A whopping 80% of surveyed women understood the value of self-nurturing activities, yet few could commit to caring for themselves as much as they care for others.1 One of every five women surveyed (20%) admitted that taking even one hour off to do something for themselves would make them feel selfish, guilty, or anxious and unsettled.1 Who can nourish themselves and thrive like that, much less nourish others?

Women tend to take care of everyone else, often to the detriment of their own health and well-being. They put others first, whether children, parents, siblings, fur babies, neighbors, or coworkers. Being a woman means you need an abundance of guts, energy, focus, strength, and heart, but most of all, you need balance.

Stressed-out women juggling a multitude of responsibilities tend to get less sleep and less essential nutrition, which has a heavy impact on not only their energy levels but also their microbiome and cellular health. Research has found biomarkers indicating chronic stress (including blood pressure and hormone levels) at elevated levels for women working full time and bringing up children–up to 40% more elevated than women not in a caregiving role.2 

There is no doubt that women need support, and take it to heart that self-care is not only permissible, it's a necessity. In the interest of passing on a little of what we have learned to those who could use a little wisdom, we've asked four of the mothers at Viome a few questions about their unique experiences as mothers and taking care of their family, friends, and community.

Meet the Moms

Sarah Dorsett, Viome President

sarah family

What are two myths about being a mother that you would like to disrupt?

I'm not sure I have myths to disrupt, but I'm a big believer in quality time over quantity. The second would be that by my third child, I had learned enough patience to allow them to work through problems without always jumping in. My mother gave me great advice, saying don't do for them what they can do for themselves. Promoting confidence in their own independence.

As a mom, how do you manage your nutrition and well-being along with the well-being of your family or those in your care?

Sadly, I have not found a great way to balance my own nutrition, but when I give it some attention, I actually start with vitamins and supplements because I know how hard it is for me to get the right foods in my diet every day.

What is a quote or mantra that helps you keep going when the going gets tough?

This year, my quote is: tomorrow is a new day (so whenever I face a tough challenge, I remind myself that it's most likely very temporary).
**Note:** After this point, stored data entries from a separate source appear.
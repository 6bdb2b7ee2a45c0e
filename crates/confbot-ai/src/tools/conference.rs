//! Catalog lookups exposed to the model.

use confbot_program::Catalog;
use serde::Deserialize;
use serde_json::{json, Value};

use super::{ToolHandler, ToolInvocationError};
use crate::ToolDefinition;

/// `getExperts`: every speaker with their company.
pub struct GetExperts;

impl ToolHandler for GetExperts {
    fn definition(&self) -> ToolDefinition {
        ToolDefinition {
            name: "getExperts".into(),
            description: "Returns a list of experts speaking at the conference. Experts are \
                people who are speaking at one or more sessions. The function also returns \
                the company where the expert works."
                .into(),
            parameters: json!({
                "type": "object",
                "properties": {}
            }),
        }
    }

    fn call(&self, _arguments: &str, catalog: &Catalog) -> Result<Value, ToolInvocationError> {
        Ok(json!(catalog.experts()))
    }
}

/// `getSessionsByExpert`: name and time window of each session an expert speaks at.
pub struct GetSessionsByExpert;

#[derive(Debug, Deserialize)]
struct SessionsByExpertArgs {
    forename: Option<String>,
    surname: Option<String>,
}

impl ToolHandler for GetSessionsByExpert {
    fn definition(&self) -> ToolDefinition {
        ToolDefinition {
            name: "getSessionsByExpert".into(),
            description: "Returns a list of sessions that a given expert is speaking at. \
                Each record contains the session name, and the start and end time of the \
                session. The list of experts can be obtained using the `getExperts` function."
                .into(),
            parameters: json!({
                "type": "object",
                "properties": {
                    "forename": {
                        "type": "string",
                        "description": "The forename (aka firstname) of the expert"
                    },
                    "surname": {
                        "type": "string",
                        "description": "The surname (aka lastname) of the expert"
                    }
                },
                "required": ["forename", "surname"]
            }),
        }
    }

    fn call(&self, arguments: &str, catalog: &Catalog) -> Result<Value, ToolInvocationError> {
        let args: Option<SessionsByExpertArgs> =
            serde_json::from_str(arguments).map_err(|_| ToolInvocationError::InvalidArguments)?;
        let (forename, surname) = match args {
            Some(SessionsByExpertArgs {
                forename: Some(forename),
                surname: Some(surname),
            }) if !forename.is_empty() && !surname.is_empty() => (forename, surname),
            _ => return Err(ToolInvocationError::InvalidArguments),
        };
        Ok(json!(catalog.sessions_by_expert(&forename, &surname)))
    }
}
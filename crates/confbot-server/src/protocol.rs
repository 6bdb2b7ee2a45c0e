//! HTTP wire protocol: JSON bodies and the event-stream framing of a run.

use std::convert::Infallible;

use axum::body::Body;
use axum::http::header::{CACHE_CONTROL, CONTENT_TYPE};
use axum::http::HeaderValue;
use axum::response::Response;
use confbot_ai::TurnStream;
use confbot_common::SessionId;
use futures_util::StreamExt;
use serde::{Deserialize, Serialize};

/// Response to `POST /chat/complete`.
#[derive(Debug, Serialize, Deserialize)]
pub struct SessionCreated {
    pub session_id: SessionId,
}

/// Body of `POST /chat/complete/{session_id}/messages`.
#[derive(Debug, Serialize, Deserialize)]
pub struct AddMessageRequest {
    pub message: String,
}

/// One text chunk as an SSE `data:` frame. Newlines are escaped so every
/// chunk fits on a single line.
pub fn data_frame(chunk: &str) -> String {
    format!("data: {}\n\n", chunk.replace('\n', "\\n"))
}

/// Terminal frame sent when the completion service fails mid-run.
pub fn error_frame(message: &str) -> String {
    format!("event: error\ndata: {}\n\n", message.replace('\n', "\\n"))
}

/// Stream a running turn as `text/event-stream`.
///
/// The body owns the turn stream, so a client disconnect drops it and
/// cancels the turn.
pub fn event_stream(turn: TurnStream) -> Response {
    let frames = turn.map(|item| {
        Ok::<_, Infallible>(match item {
            Ok(chunk) => data_frame(&chunk),
            Err(e) => error_frame(&e.to_string()),
        })
    });

    let mut response = Response::new(Body::from_stream(frames));
    let headers = response.headers_mut();
    headers.insert(CONTENT_TYPE, HeaderValue::from_static("text/event-stream"));
    headers.insert(CACHE_CONTROL, HeaderValue::from_static("no-cache"));
    response
}
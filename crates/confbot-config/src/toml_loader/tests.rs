//! Tests for TOML config loading, creation, and path resolution.

use super::*;
use crate::schema::{ApiFlavor, ConcurrentRunPolicy};
use std::path::Path;

#[test]
fn load_from_nonexistent_returns_file_not_found() {
    let result = load_from_path(Path::new("/tmp/nonexistent_confbot_config.toml"));
    let err = result.unwrap_err();
    assert!(matches!(err, confbot_common::ConfigError::FileNotFound(_)));
}

#[test]
fn load_valid_partial_toml() {
    let dir = tempfile::tempdir().unwrap();
    let path = dir.path().join("config.toml");
    std::fs::write(
        &path,
        r##"
[server]
port = 8080

[completion]
flavor = "azure"
endpoint = "https://contoso.openai.azure.com"
model = "gpt4o-deployment"

[sessions]
max_tool_rounds = 5
concurrent_run = "reject"
"##,
    )
    .unwrap();

    let config = load_from_path(&path).unwrap();
    assert_eq!(config.server.port, 8080);
    assert_eq!(config.completion.flavor, ApiFlavor::Azure);
    assert_eq!(config.completion.model, "gpt4o-deployment");
    assert_eq!(config.sessions.max_tool_rounds(), Some(5));
    assert_eq!(config.sessions.concurrent_run, ConcurrentRunPolicy::Reject);
    // Defaults preserved
    assert_eq!(config.server.host, "0.0.0.0");
    assert_eq!(config.rate_limit.permit_limit, 100);
    assert_eq!(config.sessions.idle_ttl(), None);
}

#[test]
fn load_invalid_toml_returns_parse_error() {
    let dir = tempfile::tempdir().unwrap();
    let path = dir.path().join("config.toml");
    std::fs::write(&path, "this is not valid toml {{{").unwrap();

    let err = load_from_path(&path).unwrap_err();
    assert!(matches!(err, confbot_common::ConfigError::ParseError(_)));
}

#[test]
fn load_does_not_validate() {
    let dir = tempfile::tempdir().unwrap();
    let path = dir.path().join("config.toml");
    std::fs::write(&path, "[server]\nport = 0\n").unwrap();

    let config = load_from_path(&path).unwrap();
    assert_eq!(config.server.port, 0);
}

#[test]
fn create_and_load_default_config() {
    let dir = tempfile::tempdir().unwrap();
    let path = dir.path().join("confbot").join("config.toml");

    create_default_config(&path).unwrap();
    assert!(path.exists());

    let config = load_from_path(&path).unwrap();
    assert_eq!(config.server.port, 5215);
    assert_eq!(config.catalog.path, Path::new("sessions.json"));
}

#[test]
fn default_config_toml_is_valid() {
    use super::template::default_config_toml;
    use crate::schema::ConfbotConfig;

    let content = default_config_toml();
    let config: ConfbotConfig = toml::from_str(&content).unwrap();
    assert_eq!(config.rate_limit.window_secs, 10);
    assert!(crate::validation::validate(&config).is_ok());
}

#[test]
fn default_config_path_is_reasonable() {
    if let Ok(path) = default_config_path() {
        let path_str = path.to_string_lossy();
        assert!(path_str.contains("confbot"));
        assert!(path_str.ends_with("config.toml"));
    }
}
//! Config path resolution and default file creation.

use confbot_common::ConfigError;
use std::path::Path;
use tracing::info;

use super::template::default_config_toml;

/// Get the platform-specific default config file path.
pub fn default_config_path() -> Result<std::path::PathBuf, ConfigError> {
    let config_dir = dirs::config_dir()
        .ok_or_else(|| ConfigError::ParseError("could not determine config directory".into()))?;
    Ok(config_dir.join("confbot").join("config.toml"))
}

/// Create a default TOML config file with documentation comments.
pub fn create_default_config(path: &Path) -> Result<(), ConfigError> {
    if let Some(parent) = path.parent() {
        std::fs::create_dir_all(parent).map_err(|e| {
            ConfigError::ParseError(format!(
                "failed to create config directory {}: {e}",
                parent.display()
            ))
        })?;
    }

    std::fs::write(path, default_config_toml()).map_err(|e| {
        ConfigError::ParseError(format!(
            "failed to write default config to {}: {e}",
            path.display()
        ))
    })?;

    info!("created default config at {}", path.display());
    Ok(())
}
Juwariya Khan, Strategy & Product Operations Manager


What two myths about being a mother would you like to disrupt?

There are many, but two I would pick are:

"Self-Sacrifice as Virtue." Women in general have been conditioned to believe the idea that they must prioritize everyone else's needs before their own at all times, even more so after they become mothers. This belief can lead to burnout, resentment, and ultimately hinder their ability to provide the best care for their children. While it's true that motherhood requires selflessness and putting your child first, it's essential for mothers to also prioritize self-care and well-being. Encouraging mothers to practice it and set boundaries is crucial for their own health and the health of their families.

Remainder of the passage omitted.